La crisis de identidad tan evidente en los individuos se manifiesta también en la sociedad. Si el ser humano es un ser político, Lessing lo asume profundamente en su obra. Ninguno de sus personajes se sustrae al momento social e histórico ni logra descartarlo de su conflictiva como persona. La misma incoherencia que fragmenta a los individuos aparece en las sociedades: los ingleses, heroicos combatientes en la cruzada contra el nazismo racista, subyugan y explotan a sus colonias con la teoría de que unos seres humanos son superiores a otros por raza o color; el comunista dispuesto a morir por la igualdad se ciega a los crímenes cometidos en nombre de la diferencia de credo; los científicos empeñados en explorar el universo en beneficio de la humanidad desembocan en inventos monstruosos destinados a destruirla.
El proceso del individuo y la sociedad se asemejan, marchan paralelos hacia un futuro que se intuye como una esperanza y la posibilidad de un mundo mejor, esboza Lessing en su obra.

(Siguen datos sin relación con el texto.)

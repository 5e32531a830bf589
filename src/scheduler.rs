use std::future::Future;
use std::time::Duration;

use tokio::task::JoinHandle;
use tokio::time::{interval_at, Instant, MissedTickBehavior};

/// Owns a spawned task; dropping the handle cancels it.
#[derive(Debug)]
pub struct TaskHandle {
    handle: JoinHandle<()>,
}

impl TaskHandle {
    pub fn spawn<F>(future: F) -> Self
    where
        F: Future<Output = ()> + Send + 'static,
    {
        Self {
            handle: tokio::spawn(future),
        }
    }

    pub fn cancel(self) {
        // Drop does the work.
    }

    pub fn is_finished(&self) -> bool {
        self.handle.is_finished()
    }
}

impl Drop for TaskHandle {
    fn drop(&mut self) {
        self.handle.abort();
    }
}

/// Calls `on_tick` every `period`, first after one full period. Stops when
/// `on_tick` returns false or after `max_ticks` calls.
pub fn spawn_periodic<F>(period: Duration, max_ticks: Option<u32>, mut on_tick: F) -> TaskHandle
where
    F: FnMut() -> bool + Send + 'static,
{
    TaskHandle::spawn(async move {
        let mut interval = interval_at(Instant::now() + period, period);
        interval.set_missed_tick_behavior(MissedTickBehavior::Delay);
        let mut fired = 0u32;
        loop {
            if max_ticks.is_some_and(|max| fired >= max) {
                break;
            }
            interval.tick().await;
            fired += 1;
            if !on_tick() {
                break;
            }
        }
    })
}
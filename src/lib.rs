pub mod config;
pub mod constants;
pub mod controller;
pub mod draw;
pub mod error;
pub mod identity;
pub mod motion;
pub mod reconcile;
pub mod rng;
pub mod scheduler;
pub mod server_protocol;
pub mod server_utils;
pub mod store;
pub mod types;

Su detallado análisis de este proceso y su exploración del camino para rebasarlo utilizan la voz de personajes, sobre todo femeninos, que habitan un universo de angustia y cuestionamiento. “…Me empeño en tratar de escribir la verdad y luego me doy cuenta que no lo es”; esa inquietante ambivalencia entre verdad, ficción, individuo y medio social es lo que integra por último un reflejo de la verdad y la ficción que existen en todos nosotros.
El final de La ciudad de las cuatro puertas plantea una catástrofe ecológica y química que aniquila gran parte del planeta y obliga a un nuevo orden; incluso insinúa el nacimiento de una nueva raza ‑de connotaciones similares a las creadas por Arthur C. Clark en El fin de la infancia- con características sobrehumanas. Es en cierta forma el mismo proceso del individuo llevado al género humano; la trascendencia a un nivel superior de entendimiento a través de un periodo de locura aparente y aprendizaje de sistemas alternos de percepción.